インターネットサーバを構築するためのパッケージです. ネームサーバBIND, Webサーバ Apache, ニュースサーバinnなどのインターネット関連のサーバが含まれています.

Data Base(PostgresSQL)

データベース用アプリケーションです.

TeX Document Formatting

文書整形システムLaTeXのパッケージです. ASCII日本語TeXバージョン3.1415, p2.1.8が含まれています. プレビューに使用する300dpiのPKフォントや, dviファイルのプレビューアも含まれています.

Development Tools

コンパイラ/ライブラリなどの開発パッケージです. gccや各種開発用のライブラリが含まれています.

Extra Documentation(推奨)

日本語ドキュメントとその検索システムです. JFなどのドキュメントと, 検索システムNamazuが含まれています.

Vine Tools

Vineオリジナルツール.

Everything

全てのパッケージ.

Everythingを選択すると, 全てのパッケージがインストールされますが, 必要のないパッケージもインストールされてしまいます. 不具合は出ませんが, 面倒でもきちんと取捨選択した方がよいでしょう. "個々のパッケージを選択する" にチェックマークを付けると, より細かい単位でインストールするものを選択できますが, パッケージの構成について詳しい人以外にはお勧めしません.

5.10 X Window Systemの設定

X Window Systemの設定では, ビデオカードやモニタの設定をします.

モニタの設定

まず始めに使用するモニタの設定を行います. 通常はSunのモニタを選択しておけば問題ないでしょう.

ビデオカードの設定

ほとんどの場合, ビデオカードは自動的に検出されます.

5.11 インストールの準備ができました

以上でインストールの準備が全て整いました. ここで, "次" をクリックすると, パーティションのフォーマットや, パッケージの展開などが行われます. 本当にインストールしてよいなら, "次" をクリックして下さい.

5.12 パッケージのインストール

まず, フォーマットするパーティションがある場合, ファイルシステムの構築が行われます. ディスク容量にもよりますが, かなりの時間を要します.

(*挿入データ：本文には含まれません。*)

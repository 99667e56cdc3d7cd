// src/handlers/quiz.rs

use std::sync::Arc;

use axum::{
    Json,
    extract::{Path, State},
    http::StatusCode,
    response::IntoResponse,
};
use uuid::Uuid;

use crate::{
    error::AppError,
    extract::ValidJson,
    models::{
        session::{SelectAnswerRequest, SelectSubjectRequest},
        subject::catalogue,
        view::{SessionResponse, render},
    },
    quiz::{controller::QuizController, machine::Intent, store::SessionStore},
};

async fn find_session(store: &SessionStore, id: &Uuid) -> Result<Arc<QuizController>, AppError> {
    store
        .get(id)
        .await
        .ok_or_else(|| AppError::NotFound(format!("Quiz session '{}' not found", id)))
}

/// Runs `intent` against the session and renders the new state.
async fn apply(
    store: &SessionStore,
    id: Uuid,
    intent: Intent,
) -> Result<Json<SessionResponse>, AppError> {
    let controller = find_session(store, &id).await?;
    let state = controller.dispatch(intent).await?;

    Ok(Json(SessionResponse {
        session_id: id,
        created_at: None,
        view: render(&state),
    }))
}

/// Lists the subjects a quiz can be taken in.
pub async fn list_subjects() -> impl IntoResponse {
    Json(catalogue())
}

/// Opens a new quiz session waiting for a subject.
pub async fn create_session(
    State(store): State<Arc<SessionStore>>,
) -> Result<impl IntoResponse, AppError> {
    let (session_id, controller, created_at) = store.create().await;
    let state = controller.snapshot().await;

    Ok((
        StatusCode::CREATED,
        Json(SessionResponse {
            session_id,
            created_at: Some(created_at),
            view: render(&state),
        }),
    ))
}

/// Returns the current view of a session.
///
/// Poll this after completing a quiz to pick up the difficulty suggestion.
pub async fn get_session(
    State(store): State<Arc<SessionStore>>,
    Path(id): Path<Uuid>,
) -> Result<impl IntoResponse, AppError> {
    let controller = find_session(&store, &id).await?;
    let state = controller.snapshot().await;

    Ok(Json(SessionResponse {
        session_id: id,
        created_at: None,
        view: render(&state),
    }))
}

pub async fn close_session(
    State(store): State<Arc<SessionStore>>,
    Path(id): Path<Uuid>,
) -> Result<impl IntoResponse, AppError> {
    if !store.remove(&id).await {
        return Err(AppError::NotFound(format!("Quiz session '{}' not found", id)));
    }
    Ok(StatusCode::NO_CONTENT)
}

pub async fn select_subject(
    State(store): State<Arc<SessionStore>>,
    Path(id): Path<Uuid>,
    ValidJson(req): ValidJson<SelectSubjectRequest>,
) -> Result<impl IntoResponse, AppError> {
    apply(&store, id, Intent::SelectSubject(req.subject)).await
}

pub async fn select_answer(
    State(store): State<Arc<SessionStore>>,
    Path(id): Path<Uuid>,
    ValidJson(req): ValidJson<SelectAnswerRequest>,
) -> Result<impl IntoResponse, AppError> {
    apply(
        &store,
        id,
        Intent::SelectAnswer {
            question_id: req.question_id,
            option_id: req.option_id,
        },
    )
    .await
}

/// Moves to the next question, or submits the quiz on the last one.
pub async fn advance(
    State(store): State<Arc<SessionStore>>,
    Path(id): Path<Uuid>,
) -> Result<impl IntoResponse, AppError> {
    apply(&store, id, Intent::Advance).await
}

/// Starts the same subject over with a fresh session.
pub async fn restart(
    State(store): State<Arc<SessionStore>>,
    Path(id): Path<Uuid>,
) -> Result<impl IntoResponse, AppError> {
    apply(&store, id, Intent::Restart).await
}

pub async fn change_subject(
    State(store): State<Arc<SessionStore>>,
    Path(id): Path<Uuid>,
) -> Result<impl IntoResponse, AppError> {
    apply(&store, id, Intent::ChangeSubject).await
}
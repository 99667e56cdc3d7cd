// src/main.rs

use std::sync::Arc;
use std::time::Duration;

use dotenvy::dotenv;
use quizwhiz::config::Config;
use quizwhiz::routes;
use quizwhiz::services::{advisor::LlmAdvisor, question_bank::QuestionBank};
use quizwhiz::state::AppState;
use tracing_subscriber::{EnvFilter, fmt, layer::SubscriberExt, util::SubscriberInitExt};

#[tokio::main]
async fn main() -> Result<(), Box<dyn std::error::Error>> {
    // Load .env file (if present)
    dotenv().ok();

    // Load configuration from environment
    let config = Config::from_env()?;

    let file_appender = tracing_appender::rolling::daily("logs", "app.log");
    let (non_blocking, _guard) = tracing_appender::non_blocking(file_appender);
    let env_filter = EnvFilter::new(&config.rust_log);
    let stdout_layer = fmt::layer().with_writer(std::io::stdout).with_target(false);
    let file_layer = fmt::layer().with_writer(non_blocking).with_ansi(false);

    // Initialize Tracing (Logging)
    tracing_subscriber::registry()
        .with(env_filter)
        .with(stdout_layer)
        .with(file_layer)
        .init();

    if config.llm_api_key.is_none() {
        tracing::warn!("LLM_API_KEY is not set, difficulty suggestions will likely be unavailable");
    }

    let advisor = LlmAdvisor::from_config(&config)?;
    let bank = QuestionBank::builtin();

    let state = AppState::new(config.clone(), bank, Arc::new(advisor));

    // Sweep abandoned sessions
    let sessions = state.sessions.clone();
    let idle = config.session_idle_timeout;
    tokio::spawn(async move {
        let mut ticker = tokio::time::interval(idle.clamp(Duration::from_secs(1), Duration::from_secs(60)));
        loop {
            ticker.tick().await;
            sessions.purge_idle(idle).await;
        }
    });

    // Create the Axum application router
    let app = routes::create_router(state);

    // Bind to the listening address
    let listener = tokio::net::TcpListener::bind(config.bind_addr).await?;
    tracing::info!("Listening on {}", config.bind_addr);

    // Start the server
    axum::serve(listener, app).await?;

    Ok(())
}
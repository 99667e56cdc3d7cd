// src/models/difficulty.rs

use std::fmt;
use std::sync::LazyLock;

use regex::Regex;
use serde::{Deserialize, Serialize};
use validator::Validate;

/// The three labels a difficulty suggestion may carry.
#[derive(Debug, Clone, Copy, PartialEq, Eq, Hash, Serialize, Deserialize)]
#[serde(rename_all = "UPPERCASE")]
pub enum DifficultyAdjustment {
    Increase,
    Decrease,
    Maintain,
}

static LABEL_PATTERN: LazyLock<Regex> = LazyLock::new(|| {
    Regex::new(r"(?i)\b(INCREASE|DECREASE|MAINTAIN)\b").expect("label pattern is valid")
});

impl DifficultyAdjustment {
    pub fn as_str(&self) -> &'static str {
        match self {
            DifficultyAdjustment::Increase => "INCREASE",
            DifficultyAdjustment::Decrease => "DECREASE",
            DifficultyAdjustment::Maintain => "MAINTAIN",
        }
    }

    /// Extracts the label from free-form model output.
    ///
    /// Matching is case-insensitive on whole words, so `"Increase."` or
    /// `"**MAINTAIN**"` are accepted. Returns `None` when no label appears or
    /// when the text names more than one distinct label.
    pub fn from_model_output(raw: &str) -> Option<Self> {
        let mut found: Option<Self> = None;

        for caps in LABEL_PATTERN.captures_iter(raw) {
            let label = match caps[1].to_ascii_uppercase().as_str() {
                "INCREASE" => DifficultyAdjustment::Increase,
                "DECREASE" => DifficultyAdjustment::Decrease,
                _ => DifficultyAdjustment::Maintain,
            };
            match found {
                Some(prev) if prev != label => return None,
                _ => found = Some(label),
            }
        }

        found
    }
}

impl fmt::Display for DifficultyAdjustment {
    fn fmt(&self, f: &mut fmt::Formatter<'_>) -> fmt::Result {
        f.write_str(self.as_str())
    }
}

/// DTO for asking the advisor directly.
#[derive(Debug, Deserialize, Validate)]
pub struct SuggestDifficultyRequest {
    #[validate(length(min = 1, max = 64, message = "user_id must be between 1 and 64 characters."))]
    pub user_id: String,
    #[validate(range(min = 0.0, max = 100.0, message = "score must be between 0 and 100."))]
    pub score: f64,
}

#[derive(Debug, Serialize, Deserialize)]
pub struct SuggestDifficultyResponse {
    pub suggested_difficulty_adjustment: DifficultyAdjustment,
}
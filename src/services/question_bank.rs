// src/services/question_bank.rs

use std::collections::HashMap;

use crate::models::{
    question::{AnswerOption, QuizQuestion},
    subject::Subject,
};

/// Read-only question lookup keyed by subject.
///
/// Questions keep the order in which they were authored; `quiz_for` always
/// slices from the front, so the same subject yields the same quiz.
#[derive(Debug, Clone, Default)]
pub struct QuestionBank {
    by_subject: HashMap<Subject, Vec<QuizQuestion>>,
}

impl QuestionBank {
    /// Builds a bank from an explicit list, grouping by subject and keeping list order.
    pub fn from_questions(questions: impl IntoIterator<Item = QuizQuestion>) -> Self {
        let mut by_subject: HashMap<Subject, Vec<QuizQuestion>> = HashMap::new();
        for question in questions {
            by_subject.entry(question.subject).or_default().push(question);
        }
        Self { by_subject }
    }

    /// The bank shipped with the application.
    pub fn builtin() -> Self {
        Self::from_questions(math_questions().into_iter().chain(english_questions()))
    }

    /// All questions authored for `subject`, empty when there are none.
    pub fn questions_for(&self, subject: Subject) -> &[QuizQuestion] {
        self.by_subject
            .get(&subject)
            .map(Vec::as_slice)
            .unwrap_or_default()
    }

    /// The first `limit` questions of `subject`.
    pub fn quiz_for(&self, subject: Subject, limit: usize) -> Vec<QuizQuestion> {
        self.questions_for(subject)
            .iter()
            .take(limit)
            .cloned()
            .collect()
    }
}

fn question(
    id: &str,
    subject: Subject,
    text: &str,
    options: [(&str, &str); 4],
    correct: &str,
) -> QuizQuestion {
    QuizQuestion {
        id: id.to_string(),
        subject,
        text: text.to_string(),
        image_url: None,
        hint: None,
        options: options
            .into_iter()
            .map(|(id, text)| AnswerOption::new(id, text))
            .collect(),
        correct_answer_id: correct.to_string(),
    }
}

fn illustrated(mut q: QuizQuestion, image_url: &str, hint: &str) -> QuizQuestion {
    q.image_url = Some(image_url.to_string());
    q.hint = Some(hint.to_string());
    q
}

fn math_questions() -> Vec<QuizQuestion> {
    use Subject::Math;

    vec![
        question("m1", Math, "What is 7 + 8?", [("a", "14"), ("b", "15"), ("c", "16"), ("d", "13")], "b"),
        question("m2", Math, "What is 9 x 6?", [("a", "54"), ("b", "56"), ("c", "45"), ("d", "63")], "a"),
        question("m3", Math, "What is 144 / 12?", [("a", "11"), ("b", "14"), ("c", "12"), ("d", "13")], "c"),
        illustrated(
            question("m4", Math, "How many sides does a hexagon have?", [("a", "5"), ("b", "8"), ("c", "7"), ("d", "6")], "d"),
            "https://placehold.co/600x400.png",
            "hexagon shape",
        ),
        question("m5", Math, "What is 25% of 80?", [("a", "20"), ("b", "25"), ("c", "16"), ("d", "40")], "a"),
        question("m6", Math, "Which number is prime?", [("a", "21"), ("b", "27"), ("c", "29"), ("d", "33")], "c"),
        question("m7", Math, "What is the square root of 81?", [("a", "8"), ("b", "9"), ("c", "7"), ("d", "81")], "b"),
        question("m8", Math, "Solve for x: 3x - 4 = 11", [("a", "3"), ("b", "4"), ("c", "6"), ("d", "5")], "d"),
        illustrated(
            question("m9", Math, "What is the sum of the interior angles of a triangle?", [("a", "180 degrees"), ("b", "90 degrees"), ("c", "360 degrees"), ("d", "270 degrees")], "a"),
            "https://placehold.co/600x400.png",
            "triangle angles",
        ),
        question("m10", Math, "What is 2 to the power of 5?", [("a", "10"), ("b", "25"), ("c", "32"), ("d", "64")], "c"),
        question("m11", Math, "Which fraction equals 0.75?", [("a", "2/3"), ("b", "3/4"), ("c", "7/10"), ("d", "4/5")], "b"),
        question("m12", Math, "What is the perimeter of a square with side 6?", [("a", "24"), ("b", "36"), ("c", "12"), ("d", "18")], "a"),
    ]
}

fn english_questions() -> Vec<QuizQuestion> {
    use Subject::English;

    vec![
        question("e1", English, "Which word is a synonym of 'happy'?", [("a", "Sad"), ("b", "Joyful"), ("c", "Angry"), ("d", "Tired")], "b"),
        question("e2", English, "Choose the correct spelling.", [("a", "Recieve"), ("b", "Receve"), ("c", "Receive"), ("d", "Riceive")], "c"),
        question("e3", English, "What is the plural of 'child'?", [("a", "Childs"), ("b", "Childes"), ("c", "Childrens"), ("d", "Children")], "d"),
        question("e4", English, "Which word is an adverb?", [("a", "Quickly"), ("b", "Quick"), ("c", "Quicken"), ("d", "Quickness")], "a"),
        question("e5", English, "Pick the correct sentence.", [("a", "She don't like tea."), ("b", "She doesn't like tea."), ("c", "She not like tea."), ("d", "She doesn't likes tea.")], "b"),
        illustrated(
            question("e6", English, "Which word is the antonym of 'ancient'?", [("a", "Old"), ("b", "Historic"), ("c", "Modern"), ("d", "Aged")], "c"),
            "https://placehold.co/600x400.png",
            "ancient ruins",
        ),
        question("e7", English, "What is the past tense of 'run'?", [("a", "Runned"), ("b", "Ran"), ("c", "Running"), ("d", "Runs")], "b"),
        question("e8", English, "Which of these is a proper noun?", [("a", "city"), ("b", "river"), ("c", "London"), ("d", "mountain")], "c"),
        question("e9", English, "Fill in the blank: 'They ___ going to the park.'", [("a", "is"), ("b", "am"), ("c", "was"), ("d", "are")], "d"),
        question("e10", English, "Which punctuation mark ends a question?", [("a", "?"), ("b", "!"), ("c", "."), ("d", ";")], "a"),
    ]
}
// src/models/question.rs

use serde::{Deserialize, Serialize};

use super::subject::Subject;

/// One selectable answer of a question.
#[derive(Debug, Clone, PartialEq, Eq, Serialize, Deserialize)]
pub struct AnswerOption {
    pub id: String,
    pub text: String,
}

impl AnswerOption {
    pub fn new(id: impl Into<String>, text: impl Into<String>) -> Self {
        Self {
            id: id.into(),
            text: text.into(),
        }
    }
}

/// A multiple-choice question as authored in the question bank.
///
/// `correct_answer_id` must name exactly one of `options`; the bank never
/// mutates questions after construction.
#[derive(Debug, Clone, PartialEq, Eq, Serialize, Deserialize)]
pub struct QuizQuestion {
    pub id: String,
    pub subject: Subject,
    pub text: String,

    /// Optional illustration shown above the options.
    #[serde(skip_serializing_if = "Option::is_none")]
    pub image_url: Option<String>,

    /// Short description of the illustration, used as its alt text.
    #[serde(skip_serializing_if = "Option::is_none")]
    pub hint: Option<String>,

    pub options: Vec<AnswerOption>,
    pub correct_answer_id: String,
}

impl QuizQuestion {
    pub fn option(&self, option_id: &str) -> Option<&AnswerOption> {
        self.options.iter().find(|opt| opt.id == option_id)
    }

    pub fn correct_option(&self) -> Option<&AnswerOption> {
        self.option(&self.correct_answer_id)
    }

    pub fn is_correct(&self, option_id: Option<&str>) -> bool {
        option_id == Some(self.correct_answer_id.as_str())
    }

    /// True when exactly one option carries the correct answer id.
    pub fn has_single_correct_option(&self) -> bool {
        self.options
            .iter()
            .filter(|opt| opt.id == self.correct_answer_id)
            .count()
            == 1
    }
}

/// DTO for sending an option to the client, labelled A, B, C...
#[derive(Debug, Clone, Serialize)]
pub struct PublicOption {
    pub id: String,
    pub label: String,
    pub text: String,
}

/// DTO for sending a question to the client (excludes the correct answer).
#[derive(Debug, Clone, Serialize)]
pub struct PublicQuestion {
    pub id: String,
    pub subject: Subject,
    pub text: String,
    #[serde(skip_serializing_if = "Option::is_none")]
    pub image_url: Option<String>,
    #[serde(skip_serializing_if = "Option::is_none")]
    pub hint: Option<String>,
    pub options: Vec<PublicOption>,
}

impl From<&QuizQuestion> for PublicQuestion {
    fn from(q: &QuizQuestion) -> Self {
        let options = q
            .options
            .iter()
            .zip('A'..='Z')
            .map(|(opt, letter)| PublicOption {
                id: opt.id.clone(),
                label: letter.to_string(),
                text: opt.text.clone(),
            })
            .collect();

        Self {
            id: q.id.clone(),
            subject: q.subject,
            text: q.text.clone(),
            image_url: q.image_url.clone(),
            hint: q.hint.clone(),
            options,
        }
    }
}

フォーマットが終ると, パッケージのインストールが始まります. PCの性能と選択したパッケージの種類にも依りますが, 30分から1時間以上かかる場合もあります. しばらく止まったように見える場合がありますが, あわてずにしばらくは待ってください. インストール中にはおおよその残り時間が表示されますが, 最初の数十個をインストールするまでは, あまり正確な時間は表示されません.

5.13 ブートディスクの作成

SILOの設定で, "ブートディスクの作成"をチェックした場合, ブートディスクが作成されます. フォーマット済のフロッピーディスクを挿入して, "次"をクリックして下さい. ブートディスクが作成されます.

5.14 インストールの完了

おめでとうございます. これでインストールは完了しました. 無事起動するかどうか再起動してみましょう.

5.15 Linuxの起動

電源を入れて起動すると, SILOが起動して "boot:" プロンプトが表示されます. "Tab" を押せば選択できるラベルが表示されます. 単に "Return" キーを押した場合, デフォルトのラベルが選択されます.